MATERIAL TO PROCESS:

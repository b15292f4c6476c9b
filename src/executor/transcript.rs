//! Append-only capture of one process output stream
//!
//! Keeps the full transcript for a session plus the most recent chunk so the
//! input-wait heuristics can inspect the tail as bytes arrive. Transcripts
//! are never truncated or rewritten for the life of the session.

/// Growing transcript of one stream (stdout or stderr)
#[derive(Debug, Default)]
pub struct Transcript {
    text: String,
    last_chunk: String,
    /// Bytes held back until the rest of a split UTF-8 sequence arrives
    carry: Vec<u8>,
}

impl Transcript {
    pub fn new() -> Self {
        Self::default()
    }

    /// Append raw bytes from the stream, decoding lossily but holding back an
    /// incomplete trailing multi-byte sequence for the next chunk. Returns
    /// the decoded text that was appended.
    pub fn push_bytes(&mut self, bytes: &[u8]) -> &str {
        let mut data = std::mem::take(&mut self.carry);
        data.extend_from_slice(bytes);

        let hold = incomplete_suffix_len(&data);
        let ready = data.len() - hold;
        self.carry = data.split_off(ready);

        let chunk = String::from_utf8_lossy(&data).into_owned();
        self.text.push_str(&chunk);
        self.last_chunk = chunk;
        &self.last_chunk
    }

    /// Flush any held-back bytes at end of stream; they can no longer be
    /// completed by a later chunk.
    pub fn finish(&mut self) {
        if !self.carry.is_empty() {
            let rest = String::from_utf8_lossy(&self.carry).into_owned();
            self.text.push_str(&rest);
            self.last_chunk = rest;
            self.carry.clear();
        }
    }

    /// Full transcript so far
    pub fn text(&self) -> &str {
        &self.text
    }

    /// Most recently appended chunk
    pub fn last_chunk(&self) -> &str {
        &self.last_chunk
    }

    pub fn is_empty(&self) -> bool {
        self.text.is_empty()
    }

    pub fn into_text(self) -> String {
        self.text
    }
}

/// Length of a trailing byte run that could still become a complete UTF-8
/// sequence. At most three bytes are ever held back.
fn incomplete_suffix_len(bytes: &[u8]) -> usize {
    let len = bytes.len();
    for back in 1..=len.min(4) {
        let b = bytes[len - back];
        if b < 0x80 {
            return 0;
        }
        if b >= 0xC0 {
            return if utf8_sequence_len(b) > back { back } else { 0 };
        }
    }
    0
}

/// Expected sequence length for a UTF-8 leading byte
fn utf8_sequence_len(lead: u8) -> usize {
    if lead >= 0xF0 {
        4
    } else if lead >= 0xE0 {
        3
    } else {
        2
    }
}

--

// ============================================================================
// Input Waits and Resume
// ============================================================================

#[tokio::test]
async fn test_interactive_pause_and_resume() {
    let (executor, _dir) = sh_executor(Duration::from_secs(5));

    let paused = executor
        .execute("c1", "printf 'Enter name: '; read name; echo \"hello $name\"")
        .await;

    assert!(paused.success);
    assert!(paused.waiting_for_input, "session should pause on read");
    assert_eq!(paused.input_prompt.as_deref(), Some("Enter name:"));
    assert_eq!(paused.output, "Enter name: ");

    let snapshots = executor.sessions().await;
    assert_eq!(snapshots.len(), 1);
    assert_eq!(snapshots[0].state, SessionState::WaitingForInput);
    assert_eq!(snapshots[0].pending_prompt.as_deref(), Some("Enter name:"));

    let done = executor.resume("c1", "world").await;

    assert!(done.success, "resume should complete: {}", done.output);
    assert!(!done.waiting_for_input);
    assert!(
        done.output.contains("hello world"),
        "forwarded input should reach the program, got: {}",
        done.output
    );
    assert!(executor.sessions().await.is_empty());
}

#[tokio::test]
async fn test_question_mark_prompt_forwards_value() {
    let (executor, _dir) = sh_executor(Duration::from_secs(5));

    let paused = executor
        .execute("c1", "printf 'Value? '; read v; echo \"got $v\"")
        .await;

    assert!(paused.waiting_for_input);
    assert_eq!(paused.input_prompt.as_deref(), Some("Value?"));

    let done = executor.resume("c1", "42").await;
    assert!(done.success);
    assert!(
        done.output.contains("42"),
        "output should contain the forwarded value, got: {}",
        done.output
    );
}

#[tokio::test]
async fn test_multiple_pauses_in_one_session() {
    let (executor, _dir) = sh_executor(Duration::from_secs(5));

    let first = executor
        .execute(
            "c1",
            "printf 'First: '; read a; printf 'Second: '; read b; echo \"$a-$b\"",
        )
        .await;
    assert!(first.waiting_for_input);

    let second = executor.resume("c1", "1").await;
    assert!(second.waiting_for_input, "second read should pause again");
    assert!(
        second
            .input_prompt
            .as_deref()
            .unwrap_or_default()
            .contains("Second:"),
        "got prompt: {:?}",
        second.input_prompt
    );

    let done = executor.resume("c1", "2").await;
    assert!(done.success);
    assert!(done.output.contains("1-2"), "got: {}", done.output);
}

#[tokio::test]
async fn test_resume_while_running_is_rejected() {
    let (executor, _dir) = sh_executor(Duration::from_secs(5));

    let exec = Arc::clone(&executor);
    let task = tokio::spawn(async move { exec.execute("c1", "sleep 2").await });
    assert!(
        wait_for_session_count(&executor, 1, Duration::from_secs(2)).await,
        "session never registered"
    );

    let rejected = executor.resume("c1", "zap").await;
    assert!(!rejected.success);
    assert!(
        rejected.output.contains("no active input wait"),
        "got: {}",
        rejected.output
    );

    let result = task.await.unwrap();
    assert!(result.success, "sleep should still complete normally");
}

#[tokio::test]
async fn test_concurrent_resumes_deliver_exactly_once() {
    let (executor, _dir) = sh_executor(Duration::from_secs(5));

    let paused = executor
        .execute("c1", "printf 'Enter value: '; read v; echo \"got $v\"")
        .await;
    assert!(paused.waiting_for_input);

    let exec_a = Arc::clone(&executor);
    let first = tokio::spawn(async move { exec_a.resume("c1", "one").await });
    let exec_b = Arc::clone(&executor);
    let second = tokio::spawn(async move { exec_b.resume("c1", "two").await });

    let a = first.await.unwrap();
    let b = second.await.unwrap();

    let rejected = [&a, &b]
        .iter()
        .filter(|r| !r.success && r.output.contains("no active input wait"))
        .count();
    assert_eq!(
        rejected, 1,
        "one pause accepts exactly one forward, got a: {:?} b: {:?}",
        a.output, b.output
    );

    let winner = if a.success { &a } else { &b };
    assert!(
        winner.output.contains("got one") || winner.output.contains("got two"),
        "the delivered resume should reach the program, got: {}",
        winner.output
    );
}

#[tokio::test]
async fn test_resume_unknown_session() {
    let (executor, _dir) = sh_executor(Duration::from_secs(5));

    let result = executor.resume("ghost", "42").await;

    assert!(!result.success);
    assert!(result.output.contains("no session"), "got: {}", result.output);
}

ASSIGNMENT:
The response should be the listing above, limited to the lines between the one holding "repository b15292f4c6476c9b" and the one holding "of the session.", inclusive, reproduced exactly.

RESULT FOR THIS EXERCISE:
repository b15292f4c6476c9b
filename src/executor/transcript.rs
//! Append-only capture of one process output stream
//!
//! Keeps the full transcript for a session plus the most recent chunk so the
//! input-wait heuristics can inspect the tail as bytes arrive. Transcripts
//! are never truncated or rewritten for the life of the session.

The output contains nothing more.